ACTIVITY:
The required output is the lines below from the line containing "the configuration file." to the line containing "does not exist.", inclusive, retyped exactly. No other lines belong in it.

RECORDS SHOWN:
//! On-disk configuration.
//!
//! Configuration lives in a TOML file, by default at [`Config::default_path`]. Every key
//! is optional; a missing file yields [`Config::default`]. A few settings can also be
//! overridden from the environment (see [`Config::with_env`]), and the API key is only
//! ever read from `OPENAI_API_KEY`, never from the file.
//!
//! ```toml
//! database_path = "/srv/curator/papers.db"
//!
//! [output]
//! markdown_dir = "./output_md"
//! filename_format = "%Y-%m-%d"
//!
//! [filter]
//! whitelist = ["cs.CV", "cs.AI"]
//! blacklist = ["cs.CR"]
//!
//! [csv]
//! delimiter = ";"
//! terminator = "crlf"
//!
//! [enrichment]
//! provider = "local"
//! base_url = "http://127.0.0.1:1234/v1"
//! model = "qwen2.5-7b-instruct"
//! workers = 4
//! ```

use std::time::Duration as StdDuration;

use crate::{
  enrich::{Enricher, Provider, DEFAULT_LANGUAGE},
  export::{CsvOptions, DEFAULT_FILENAME_FORMAT},
  filter::CategoryFilter,
  llm::{ChatClient, DEFAULT_TIMEOUT_SECS},
  translate::DEFAULT_TARGET,
};

use super::*;

/// Environment variable holding the provider API key.
pub const API_KEY_VAR: &str = "OPENAI_API_KEY";

/// Placeholder key sent to local servers, which usually do not check it.
const LOCAL_PLACEHOLDER_KEY: &str = "lm-studio";

/// Top-level configuration.
#[derive(Debug, Clone, PartialEq, Serialize, Deserialize)]
#[serde(default)]
pub struct Config {
  /// Paper store location
  pub database_path: PathBuf,
  /// Export destinations
  pub output:        OutputConfig,
  /// Category whitelist and blacklist
  pub filter:        CategoryFilter,
  /// CSV dialect
  pub csv:           CsvOptions,
  /// Enrichment provider settings
  pub enrichment:    EnrichmentConfig,
  /// Translation fill-in settings
  pub translation:   TranslationConfig,
}

/// Where exports are written.
#[derive(Debug, Clone, PartialEq, Eq, Serialize, Deserialize)]
#[serde(default)]
pub struct OutputConfig {
  /// Markdown digests
  pub markdown_dir:    PathBuf,
  /// CSV sheets
  pub csv_dir:         PathBuf,
  /// JSONL exports, plain and enriched
  pub jsonl_dir:       PathBuf,
  /// `strftime` layout of file names
  pub filename_format: String,
}

/// Enrichment provider settings.
#[derive(Debug, Clone, PartialEq, Eq, Serialize, Deserialize)]
#[serde(default)]
pub struct EnrichmentConfig {
  /// Deployment kind
  pub provider:     Provider,
  /// Server base URL; the provider's default when unset
  pub base_url:     Option<String>,
  /// Model name
  pub model:        String,
  /// Generation language
  pub language:     String,
  /// Worker pool size
  pub workers:      usize,
  /// Per-call HTTP timeout in seconds
  pub timeout_secs: u64,
}

/// Translation fill-in settings.
#[derive(Debug, Clone, PartialEq, Eq, Serialize, Deserialize)]
#[serde(default)]
pub struct TranslationConfig {
  /// Target language code
  pub target: String,
  /// Model used for translation; the enrichment model when unset
  pub model:  Option<String>,
}

impl Default for Config {
  fn default() -> Self {
    Self {
      database_path: Database::default_path(),
      output:        OutputConfig::default(),
      filter:        CategoryFilter::default(),
      csv:           CsvOptions::default(),
      enrichment:    EnrichmentConfig::default(),
      translation:   TranslationConfig::default(),
    }
  }
}

impl Default for OutputConfig {
  fn default() -> Self {
    Self {
      markdown_dir:    PathBuf::from("./output_md"),
      csv_dir:         PathBuf::from("./output_csv"),
      jsonl_dir:       PathBuf::from("./data"),
      filename_format: DEFAULT_FILENAME_FORMAT.to_owned(),
    }
  }
}

impl Default for EnrichmentConfig {
  fn default() -> Self {
    Self {
      provider:     Provider::Official,
      base_url:     None,
      model:        "deepseek-chat".to_owned(),
      language:     DEFAULT_LANGUAGE.to_owned(),
      workers:      4,
      timeout_secs: DEFAULT_TIMEOUT_SECS,
    }
  }
}

impl Default for TranslationConfig {
  fn default() -> Self { Self { target: DEFAULT_TARGET.to_owned(), model: None } }
}

impl EnrichmentConfig {
  /// The configured base URL, or the provider's usual one.
  pub fn base_url(&self) -> &str {
    match (&self.base_url, self.provider) {
      (Some(url), _) => url.as_str(),
      (None, Provider::Official) => "https://api.deepseek.com",
      (None, Provider::Local) => "http://127.0.0.1:1234/v1",
    }
  }
}

impl Config {
  /// Default location of the configuration file.
  ///
  /// - On Unix: `~/.config/curator/config.toml`
  /// - On macOS: `~/Library/Application Support/curator/config.toml`
  /// - On Windows: `%APPDATA%\curator\config.toml`
  pub fn default_path() -> PathBuf {
    dirs::config_dir().unwrap_or_else(|| PathBuf::from(".")).join("curator").join("config.toml")
  }

  /// Reads the configuration at `path`, falling back to defaults when it does not exist.
  pub fn load(path: impl AsRef<Path>) -> Result<Self> {
    let path = path.as_ref();
    if !path.exists() {
      debug!("No configuration at {}, using defaults", path.display());
      return Ok(Self::default());
    }
    let content = std::fs::read_to_string(path)?;
    Self::from_toml(&content)
  }

  /// Parses a configuration document.
  pub fn from_toml(content: &str) -> Result<Self> { Ok(toml::from_str(content)?) }

  /// Applies overrides from the process environment.
  ///
  /// Recognized variables: `OPENAI_BASE_URL`, `MODEL_NAME`, `LANGUAGE`, `MAX_WORKERS`,
  /// `PROVIDER`.
  pub fn with_env(self) -> Result<Self> { self.with_overrides(|key| std::env::var(key).ok()) }

  /// Applies overrides looked up through `lookup`.
  pub fn with_overrides(mut self, lookup: impl Fn(&str) -> Option<String>) -> Result<Self> {
    let lookup = |key: &str| lookup(key).filter(|value| !value.trim().is_empty());
    if let Some(provider) = lookup("PROVIDER") {
      self.enrichment.provider = provider.parse()?;
    }
    if let Some(base_url) = lookup("OPENAI_BASE_URL") {
      self.enrichment.base_url = Some(base_url);
    }
    if let Some(model) = lookup("MODEL_NAME") {
      self.enrichment.model = model;
    }
    if let Some(language) = lookup("LANGUAGE") {
      self.enrichment.language = language;
    }
    if let Some(workers) = lookup("MAX_WORKERS") {
      match workers.trim().parse() {
        Ok(workers) => self.enrichment.workers = workers,
        Err(_) => warn!("Ignoring MAX_WORKERS={workers}, keeping {}", self.enrichment.workers),
      }
    }
    Ok(self)
  }

  /// Sets the paper store location.
  pub fn with_database_path(mut self, path: impl Into<PathBuf>) -> Self {
    self.database_path = path.into();
    self
  }

  /// Sets the generation language.
  pub fn with_language(mut self, language: impl Into<String>) -> Self {
    self.enrichment.language = language.into();
    self
  }

  /// Sets the worker pool size.
  pub fn with_workers(mut self, workers: usize) -> Self {
    self.enrichment.workers = workers;
    self
  }

  /// The provider API key from `OPENAI_API_KEY`.
  pub fn api_key() -> Option<String> {
    std::env::var(API_KEY_VAR).ok().filter(|key| !key.is_empty())
  }

  /// Builds the chat client for the configured provider.
  pub fn chat_client(&self) -> Result<ChatClient> {
    let enrichment = &self.enrichment;
    let client = ChatClient::with_timeout(
      enrichment.base_url(),
      StdDuration::from_secs(enrichment.timeout_secs),
    )?
    .with_model(self.translation.model.clone().unwrap_or_else(|| enrichment.model.clone()));

    match (Self::api_key(), enrichment.provider) {
      (Some(key), _) => Ok(client.with_api_key(key)),
      (None, Provider::Local) => Ok(client.with_api_key(LOCAL_PLACEHOLDER_KEY)),
      (None, Provider::Official) => {
        warn!("{API_KEY_VAR} is not set, requests to {} will likely be rejected", client.base_url());
        Ok(client)
      },
    }
  }

  /// Builds the enricher for the configured provider.
  pub fn enricher(&self) -> Result<Enricher> {
    let enrichment = &self.enrichment;
    Ok(
      Enricher::new(Arc::new(self.chat_client()?), enrichment.provider, &enrichment.model)
        .with_language(&enrichment.language)
        .with_workers(enrichment.workers),
    )
  }
}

THE COMPLETED TASK:
  /// Default location of the configuration file.
  ///
  /// - On Unix: `~/.config/curator/config.toml`
  /// - On macOS: `~/Library/Application Support/curator/config.toml`
  /// - On Windows: `%APPDATA%\curator\config.toml`
  pub fn default_path() -> PathBuf {
    dirs::config_dir().unwrap_or_else(|| PathBuf::from(".")).join("curator").join("config.toml")
  }

  /// Reads the configuration at `path`, falling back to defaults when it does not exist.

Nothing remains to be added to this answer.